With the economic down turn, many have lost their jobs or taken a pay cut. With these measures, the repayment of mortgage loans has also suffered. For many in America, the result has been delinquency and, finally, foreclosure. However, the loss of one is the opportunity of others; such foreclosed properties are good deals for many who are seeking homes within a limited budget. For the cash-in-hand population, the choices can be wide and really attractive. The only factor is that there should be an experienced realtor guiding you through the maze of opportunities.
There are some good advantages of buying a foreclosed property. One of the vital aspects for the lender is to be able to sell the property quickly at the best price; time is of the essence. Therefore, the push would be from the lender as well. This definitely works for the purchaser in more ways than one.

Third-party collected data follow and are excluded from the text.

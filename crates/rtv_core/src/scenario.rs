//! Synthetic scenarios: a hexagonal H3 neighbourhood, a fleet placed on it and
//! requests released over a time window.
//!
//! [`generate_scenario`] produces plain values for callers that drive rounds
//! themselves; [`build_scenario`] spawns the same values into an ECS world
//! ready for [`crate::runner::round_schedule`].

use std::sync::Arc;

use bevy_ecs::prelude::World;
use h3o::CellIndex;
use rand::distributions::{Distribution, WeightedIndex};
use rand::rngs::StdRng;
use rand::{Rng, SeedableRng};
use tracing::info;

use crate::clock::RoundClock;
use crate::config::MatchingConfig;
use crate::ecs::{
    FleetTelemetry, LastRoundResult, MatchingContextResource, RequestAgent, RoundSchedule,
    Unassigned, VehicleAgent,
};
use crate::error::ScenarioError;
use crate::model::{NodeId, QosClass, Request, RequestId, Vehicle, VehicleId};
use crate::oracle::{DistanceOracle, H3Oracle};
use crate::profiling::RoundTimings;
use crate::round::RoundContext;
use crate::runner::initialize_rounds;

/// Resolution 9 cell in the San Francisco Bay Area.
pub const DEFAULT_CENTER_CELL: u64 = 0x8a1fb46622dffff;

/// Share of generated requests belonging to one QoS class.
#[derive(Debug, Clone, PartialEq)]
pub struct QosShare {
    pub class: QosClass,
    pub weight: f64,
}

/// Parameters for generating a scenario.
#[derive(Debug, Clone)]
pub struct ScenarioParams {
    pub num_vehicles: usize,
    pub num_requests: usize,
    pub capacity: u32,
    /// Upper bound on seats per request (clamped to `capacity`).
    pub max_seats: u32,
    pub seed: Option<u64>,
    pub center_cell: u64,
    /// Grid disk radius around the center; every cell becomes a node.
    pub grid_radius: u32,
    pub speed_kmh: f64,
    /// Requests are released uniformly over `[0, request_window_secs)`.
    pub request_window_secs: u32,
    pub qos_mix: Vec<QosShare>,
    pub round_interval_secs: u32,
    /// No round starts after this time.
    pub end_secs: u32,
}

impl Default for ScenarioParams {
    fn default() -> Self {
        Self {
            num_vehicles: 20,
            num_requests: 200,
            capacity: 4,
            max_seats: 2,
            seed: None,
            center_cell: DEFAULT_CENTER_CELL,
            grid_radius: 6,
            speed_kmh: 30.0,
            request_window_secs: 1_800,
            qos_mix: vec![
                QosShare {
                    class: QosClass::default(),
                    weight: 0.8,
                },
                QosShare {
                    class: QosClass::new("premium", 120, 300).with_sharing(false),
                    weight: 0.2,
                },
            ],
            round_interval_secs: 30,
            end_secs: 3_600,
        }
    }
}

impl ScenarioParams {
    pub fn with_seed(mut self, seed: u64) -> Self {
        self.seed = Some(seed);
        self
    }

    pub fn with_fleet(mut self, num_vehicles: usize, capacity: u32) -> Self {
        self.num_vehicles = num_vehicles;
        self.capacity = capacity;
        self
    }

    pub fn with_requests(mut self, num_requests: usize, window_secs: u32) -> Self {
        self.num_requests = num_requests;
        self.request_window_secs = window_secs;
        self
    }

    pub fn with_grid_radius(mut self, radius: u32) -> Self {
        self.grid_radius = radius;
        self
    }

    pub fn with_qos_mix(mut self, qos_mix: Vec<QosShare>) -> Self {
        self.qos_mix = qos_mix;
        self
    }

    pub fn with_rounds(mut self, interval_secs: u32, end_secs: u32) -> Self {
        self.round_interval_secs = interval_secs;
        self.end_secs = end_secs;
        self
    }
}

/// Generated fleet state plus the oracle its node ids refer to.
#[derive(Debug, Clone)]
pub struct Scenario {
    pub oracle: H3Oracle,
    pub requests: Vec<Request>,
    pub vehicles: Vec<Vehicle>,
}

fn scenario_cells(params: &ScenarioParams) -> Result<Vec<CellIndex>, ScenarioError> {
    let center = CellIndex::try_from(params.center_cell)
        .map_err(|_| ScenarioError::InvalidCenter(params.center_cell))?;
    let mut cells: Vec<CellIndex> = center.grid_disk::<Vec<_>>(params.grid_radius);
    cells.sort_unstable();
    if cells.len() < 2 {
        return Err(ScenarioError::TooFewNodes(params.grid_radius));
    }
    Ok(cells)
}

/// Generate requests and vehicles on an H3 neighbourhood.
///
/// Request ids follow release order. With a fixed seed the output is
/// reproducible.
pub fn generate_scenario(params: &ScenarioParams) -> Result<Scenario, ScenarioError> {
    if params.capacity == 0 {
        return Err(ScenarioError::Invalid("vehicle capacity must be positive".into()));
    }
    let cells = scenario_cells(params)?;
    let node_count = u32::try_from(cells.len())
        .map_err(|_| ScenarioError::Invalid("grid has too many cells".into()))?;
    let oracle = H3Oracle::new(cells, params.speed_kmh);

    let classes: Vec<QosClass> = if params.qos_mix.is_empty() {
        vec![QosClass::default()]
    } else {
        params.qos_mix.iter().map(|share| share.class.clone()).collect()
    };
    let weights: Vec<f64> = if params.qos_mix.is_empty() {
        vec![1.0]
    } else {
        params.qos_mix.iter().map(|share| share.weight).collect()
    };
    let qos_dist = WeightedIndex::new(&weights)
        .map_err(|err| ScenarioError::Invalid(format!("qos mix: {err}")))?;

    let mut rng = match params.seed {
        Some(seed) => StdRng::seed_from_u64(seed),
        None => StdRng::from_entropy(),
    };

    let mut release_times: Vec<u32> = (0..params.num_requests)
        .map(|_| {
            if params.request_window_secs == 0 {
                0
            } else {
                rng.gen_range(0..params.request_window_secs)
            }
        })
        .collect();
    release_times.sort_unstable();

    let max_seats = params.max_seats.clamp(1, params.capacity);
    let mut requests = Vec::with_capacity(params.num_requests);
    for (index, requested_at) in release_times.into_iter().enumerate() {
        let origin = rng.gen_range(0..node_count);
        let mut destination = rng.gen_range(0..node_count - 1);
        if destination >= origin {
            destination += 1;
        }
        let (origin, destination) = (NodeId(origin), NodeId(destination));
        let seats = rng.gen_range(1..=max_seats);
        let class = &classes[qos_dist.sample(&mut rng)];
        let direct_travel = oracle.travel_secs(origin, destination).unwrap_or(0);
        let id = RequestId(u32::try_from(index).map_err(|_| {
            ScenarioError::Invalid("request count exceeds id range".into())
        })?);
        requests.push(Request::from_qos(
            id,
            origin,
            destination,
            requested_at,
            seats,
            direct_travel,
            class,
        ));
    }

    let mut vehicles = Vec::with_capacity(params.num_vehicles);
    for index in 0..params.num_vehicles {
        let id = VehicleId(u32::try_from(index).map_err(|_| {
            ScenarioError::Invalid("vehicle count exceeds id range".into())
        })?);
        let position = NodeId(rng.gen_range(0..node_count));
        vehicles.push(Vehicle::new(id, params.capacity, position, 0));
    }

    Ok(Scenario {
        oracle,
        requests,
        vehicles,
    })
}

/// Insert the resources every round system expects.
pub fn insert_round_resources(world: &mut World, context: RoundContext, schedule: RoundSchedule) {
    world.insert_resource(RoundClock::default());
    world.insert_resource(MatchingContextResource::new(context));
    world.insert_resource(LastRoundResult::default());
    world.insert_resource(schedule);
    world.insert_resource(FleetTelemetry::default());
    world.insert_resource(RoundTimings::default());
}

/// Spawn one entity per request (marked [`Unassigned`]) and per vehicle.
pub fn spawn_fleet(world: &mut World, requests: Vec<Request>, vehicles: Vec<Vehicle>) {
    for request in requests {
        world.spawn((RequestAgent(request), Unassigned));
    }
    for vehicle in vehicles {
        world.spawn(VehicleAgent(vehicle));
    }
}

/// Generate a scenario and load it into `world`, with the first round queued at time 0.
pub fn build_scenario(
    world: &mut World,
    params: ScenarioParams,
    config: MatchingConfig,
) -> Result<(), ScenarioError> {
    config.validate()?;
    let scenario = generate_scenario(&params)?;
    info!(
        nodes = scenario.oracle.len(),
        requests = scenario.requests.len(),
        vehicles = scenario.vehicles.len(),
        assignment = ?config.assignment,
        "scenario built"
    );

    let context = RoundContext::new(config, Arc::new(scenario.oracle));
    insert_round_resources(
        world,
        context,
        RoundSchedule {
            interval_secs: params.round_interval_secs,
            end_secs: params.end_secs,
        },
    );
    spawn_fleet(world, scenario.requests, scenario.vehicles);
    initialize_rounds(world, 0);
    Ok(())
}

#[cfg(test)]
mod tests {
    use super::*;

    #[test]
    fn seeded_generation_is_reproducible() {
        let params = ScenarioParams::default()
            .with_seed(7)
            .with_fleet(5, 3)
            .with_requests(40, 600)
            .with_grid_radius(3);
        let first = generate_scenario(&params).expect("scenario");
        let second = generate_scenario(&params).expect("scenario");

        assert_eq!(first.requests, second.requests);
        assert_eq!(first.vehicles, second.vehicles);
        assert_eq!(first.requests.len(), 40);
        assert_eq!(first.vehicles.len(), 5);
        // Grid disk of radius 3 holds 37 cells.
        assert_eq!(first.oracle.len(), 37);
    }

    #[test]
    fn generated_requests_are_servable() {
        let params = ScenarioParams::default().with_seed(11).with_requests(60, 300);
        let scenario = generate_scenario(&params).expect("scenario");

        for pair in scenario.requests.windows(2) {
            assert!(pair[0].requested_at <= pair[1].requested_at);
        }
        for request in &scenario.requests {
            assert!(request.is_well_formed());
            assert_ne!(request.origin, request.destination);
            assert!(request.seats >= 1 && request.seats <= params.capacity);
            assert!(request.requested_at < 300);
        }
    }

    #[test]
    fn zero_capacity_is_rejected() {
        let params = ScenarioParams::default().with_fleet(3, 0);
        assert!(matches!(
            generate_scenario(&params),
            Err(ScenarioError::Invalid(_))
        ));
    }

    #[test]
    fn invalid_center_is_reported() {
        let params = ScenarioParams {
            center_cell: 0,
            ..ScenarioParams::default()
        };
        assert!(matches!(
            generate_scenario(&params),
            Err(ScenarioError::InvalidCenter(0))
        ));
    }
}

In fact, some firms have a separate manpower arrangement behind these properties, so that these are pushed up faster. The purchaser therefore has fewer headaches since the essential elements of the house and the paperwork are all clear. Most of the lenders are banks and hence the title clearance is usually not a problem (since the owner is now the bank), and the paper work is accurate and fast.
Usually these properties cannot sit on the records of the lenders for a long time; the banks or lenders would loose money every month. Hence, most of the time these properties would be offered at a price lower than the existing fair price of the equivalent property. On many occasions, the lender also ensures that the taxes, touch ups, other paper work and eviction, etc, are already taken care of.
The risk in buying such homes is usually very low, since the title is clearly with the bank and it is transferred to the next owner. For that matter, the down payment also is more relaxed then it is with other dealers. However, it would be advisable to accurately know the fair price value of the property from a seasoned selling agent first, before sitting down to negotiate.